ABSTRACT

The so-called ‘creative industries’ are increasingly being presented as an important tool of urban regeneration and economic development. Many cities worldwide are seeking to make themselves more creative, by developing strategies, building facilities or defining particular quarters. Such policies have been influenced by debates that claim the importance of place for economic development, and for the operation of creative industries in particular. There is an extensive literature that seeks to understand the relationships between place and the creative industries. This work mostly focuses on the locational choices of these industries and their workers, as well as the resultant spatial patterns of the industries’ work and leisure activities, and the distribution of the firms themselves.

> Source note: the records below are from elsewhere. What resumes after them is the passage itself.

//! Process configuration, read from the environment.

use std::net::SocketAddr;
use std::path::PathBuf;

use thiserror::Error;
use tracing::warn;

use cardbank_auth::{DEFAULT_SESSION_IDLE, MIN_COST};
use cardbank_core::Money;
use cardbank_ledger::DEFAULT_OPENING_BALANCE;

use crate::cards::DEFAULT_CARD_ISSUANCE_ATTEMPTS;
use crate::receipts::DEFAULT_RECEIPT_TTL_HOURS;

pub const DEV_SECRET_KEY: &str = "cardbank-dev-secret-key-change-me";
pub const DEFAULT_BIND_ADDR: &str = "0.0.0.0:8080";
pub const DEFAULT_MAIL_SERVER: &str = "smtp.gmail.com";
pub const DEFAULT_MAIL_PORT: u16 = 587;
pub const DEFAULT_CONTACT_RECIPIENT: &str = "bwaveict@gmail.com";
pub const DEFAULT_WKHTMLTOPDF: &str = "wkhtmltopdf";
/// Receipt lifetimes beyond a century overflow date arithmetic.
pub const MAX_RECEIPT_TTL_HOURS: i64 = 100 * 365 * 24;
pub const MAX_SESSION_IDLE_MINUTES: u64 = 365 * 24 * 60;

#[derive(Debug, Error, PartialEq, Eq)]
pub enum ConfigError {
    #[error("{var} has an invalid value {value:?}: {reason}")]
    Invalid {
        var: &'static str,
        value: String,
        reason: String,
    },
}

fn invalid(var: &'static str, value: &str, reason: impl Into<String>) -> ConfigError {
    ConfigError::Invalid {
        var,
        value: value.to_string(),
        reason: reason.into(),
    }
}

#[derive(Debug, Clone, Copy, PartialEq, Eq)]
pub enum RendererKind {
    Wkhtmltopdf,
    Html,
}

#[derive(Debug, Clone, PartialEq, Eq)]
pub struct MailConfig {
    pub server: String,
    pub port: u16,
    /// SMTP login. Without both credentials mail is logged, not sent.
    pub username: Option<String>,
    pub password: Option<String>,
    pub contact_recipient: String,
}

#[derive(Debug, Clone, PartialEq, Eq)]
pub struct ReceiptConfig {
    /// Directory for receipt files; in-memory archive when unset.
    pub dir: Option<PathBuf>,
    pub renderer: RendererKind,
    pub wkhtmltopdf_path: PathBuf,
    pub ttl_hours: i64,
}

#[derive(Debug, Clone, PartialEq, Eq)]
pub struct AppConfig {
    /// Signs session cookies.
    pub secret_key: String,
    /// Postgres URL; in-memory store when unset.
    pub database_url: Option<String>,
    pub bind_addr: SocketAddr,
    pub mail: MailConfig,
    pub receipts: ReceiptConfig,
    pub card_issuance_attempts: u32,
    /// bcrypt cost; bcrypt's default when unset.
    pub password_hash_cost: Option<u32>,
    pub opening_balance: Money,
    /// Logged-in sessions idle longer than this are dropped.
    pub session_idle_minutes: u64,
}

impl Default for AppConfig {
    /// Development settings: in-memory everything, no outbound mail.
    fn default() -> Self {
        Self {
            secret_key: DEV_SECRET_KEY.to_string(),
            database_url: None,
            bind_addr: SocketAddr::from(([0, 0, 0, 0], 8080)),
            mail: MailConfig {
                server: DEFAULT_MAIL_SERVER.to_string(),
                port: DEFAULT_MAIL_PORT,
                username: None,
                password: None,
                contact_recipient: DEFAULT_CONTACT_RECIPIENT.to_string(),
            },
            receipts: ReceiptConfig {
                dir: None,
                renderer: RendererKind::Wkhtmltopdf,
                wkhtmltopdf_path: PathBuf::from(DEFAULT_WKHTMLTOPDF),
                ttl_hours: DEFAULT_RECEIPT_TTL_HOURS,
            },
            card_issuance_attempts: DEFAULT_CARD_ISSUANCE_ATTEMPTS,
            password_hash_cost: None,
            opening_balance: DEFAULT_OPENING_BALANCE,
            session_idle_minutes: DEFAULT_SESSION_IDLE.as_secs() / 60,
        }
    }
}

impl AppConfig {
    /// Read the process environment. Call `dotenvy::dotenv()` first to pick
    /// up a `.env` file.
    pub fn from_env() -> Result<Self, ConfigError> {
        Self::from_lookup(|key| std::env::var(key).ok())
    }

    /// Build from an arbitrary variable source. Empty values count as unset.
    pub fn from_lookup<F>(lookup: F) -> Result<Self, ConfigError>
    where
        F: Fn(&str) -> Option<String>,
    {
        let get = |key: &str| lookup(key).map(|v| v.trim().to_string()).filter(|v| !v.is_empty());
        let defaults = Self::default();

        let secret_key = match get("SECRET_KEY") {
            Some(key) => key,
            None => {
                warn!("SECRET_KEY not set; using insecure dev default");
                defaults.secret_key
            }
        };

        let bind_addr = match get("BIND_ADDR") {
            Some(raw) => raw
                .parse()
                .map_err(|e: std::net::AddrParseError| invalid("BIND_ADDR", &raw, e.to_string()))?,
            None => defaults.bind_addr,
        };

        let mail = MailConfig {
            server: get("MAIL_SERVER").unwrap_or(defaults.mail.server),
            port: parse_or("MAIL_PORT", get("MAIL_PORT"), defaults.mail.port)?,
            username: get("MAIL_USERNAME"),
            password: get("MAIL_PASSWORD"),
            contact_recipient: get("CONTACT_RECIPIENT").unwrap_or(defaults.mail.contact_recipient),
        };

        let renderer = match get("RECEIPT_RENDERER").as_deref() {
            None | Some("wkhtmltopdf") => RendererKind::Wkhtmltopdf,
            Some("html") => RendererKind::Html,
            Some(other) => {
                return Err(invalid("RECEIPT_RENDERER", other, "expected wkhtmltopdf or html"));
            }
        };
        let ttl_hours = parse_or("RECEIPT_TTL_HOURS", get("RECEIPT_TTL_HOURS"), defaults.receipts.ttl_hours)?;
        if ttl_hours <= 0 {
            return Err(invalid("RECEIPT_TTL_HOURS", &ttl_hours.to_string(), "must be positive"));
        }
        if ttl_hours > MAX_RECEIPT_TTL_HOURS {
            return Err(invalid("RECEIPT_TTL_HOURS", &ttl_hours.to_string(), "must be at most 100 years"));
        }
        let receipts = ReceiptConfig {
            dir: get("RECEIPT_DIR").map(PathBuf::from),
            renderer,
            wkhtmltopdf_path: get("WKHTMLTOPDF_PATH")
                .map(PathBuf::from)
                .unwrap_or(defaults.receipts.wkhtmltopdf_path),
            ttl_hours,
        };

        let card_issuance_attempts = parse_or(
            "CARD_ISSUANCE_ATTEMPTS",
            get("CARD_ISSUANCE_ATTEMPTS"),
            defaults.card_issuance_attempts,
        )?;
        if card_issuance_attempts == 0 {
            return Err(invalid("CARD_ISSUANCE_ATTEMPTS", "0", "must be at least 1"));
        }

        let password_hash_cost = match get("PASSWORD_HASH_COST") {
            Some(raw) => {
                let cost: u32 = raw
                    .parse()
                    .map_err(|e: std::num::ParseIntError| invalid("PASSWORD_HASH_COST", &raw, e.to_string()))?;
                if !(MIN_COST..=31).contains(&cost) {
                    return Err(invalid("PASSWORD_HASH_COST", &raw, "must be between 4 and 31"));
                }
                Some(cost)
            }
            None => None,
        };

        let opening_balance = match get("OPENING_BALANCE") {
            Some(raw) => {
                let money = Money::parse(&raw).map_err(|e| invalid("OPENING_BALANCE", &raw, e.to_string()))?;
                if money.is_negative() {
                    return Err(invalid("OPENING_BALANCE", &raw, "must not be negative"));
                }
                money
            }
            None => defaults.opening_balance,
        };

        let session_idle_minutes = parse_or(
            "SESSION_IDLE_MINUTES",
            get("SESSION_IDLE_MINUTES"),
            defaults.session_idle_minutes,
        )?;
        if !(1..=MAX_SESSION_IDLE_MINUTES).contains(&session_idle_minutes) {
            return Err(invalid(
                "SESSION_IDLE_MINUTES",
                &session_idle_minutes.to_string(),
                "must be between 1 minute and 1 year",
            ));
        }

        Ok(Self {
            secret_key,
            database_url: get("DATABASE_URL").or_else(|| get("DB_URI")),
            bind_addr,
            mail,
            receipts,
            card_issuance_attempts,
            password_hash_cost,
            opening_balance,
            session_idle_minutes,
        })
    }
}

fn parse_or<T>(var: &'static str, raw: Option<String>, default: T) -> Result<T, ConfigError>
where
    T: std::str::FromStr,
    T::Err: std::fmt::Display,
{
    match raw {
        Some(raw) => raw.parse().map_err(|e: T::Err| invalid(var, &raw, e.to_string())),
        None => Ok(default),
    }
}
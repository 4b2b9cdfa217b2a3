//! Process-wide tracing/logging setup.

pub mod subscriber;

pub use subscriber::LogFormat;

/// Initialize tracing with JSON output and `RUST_LOG` filtering
/// (default `info`).
///
/// Safe to call multiple times; subsequent calls are no-ops.
pub fn init() {
    subscriber::init(LogFormat::from_env(), "info");
}
//! Public marketing pages.

use axum::Router;
use axum::extract::State;
use axum::response::Response;
use axum::routing::get;
use minijinja::context;

use crate::app::{AppState, views};
use crate::context::SessionHandle;

pub fn router() -> Router<AppState> {
    Router::new()
        .route("/", get(home))
        .route("/home", get(home))
        .route("/about", get(about))
        .route("/services", get(services))
        .route("/contact", get(contact))
}

pub async fn home(State(state): State<AppState>, session: SessionHandle) -> Response {
    views::page(&state, &session, None, "index.html", context! {})
}

pub async fn about(State(state): State<AppState>, session: SessionHandle) -> Response {
    views::page(&state, &session, None, "about.html", context! {})
}

pub async fn services(State(state): State<AppState>, session: SessionHandle) -> Response {
    views::page(&state, &session, None, "services.html", context! {})
}

pub async fn contact(State(state): State<AppState>, session: SessionHandle) -> Response {
    views::page(&state, &session, None, "contact.html", context! {})
}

Creative industries seem to cluster in neighbourhoods on the fringe of the inner city, the “zone in transition” identified long ago by Burgess (1928, 106), “an interstitial area in the throes of change from residence to business and industry” which is home to a “mobile and mixed population of youth and old age, aspiring and defeated individuals, pleasure-seeking Bohemians and hardworking students . . . and radical freethinkers”. As Preston (1966, 236) later noted, this zone has a number of distinctive physical characteristics, being “typified by mixed land use, aging structures, general instability, and change, and by a wide range in type and quality of functions”. This type of urban physical environment would seem to potentially have an important role in creative activity.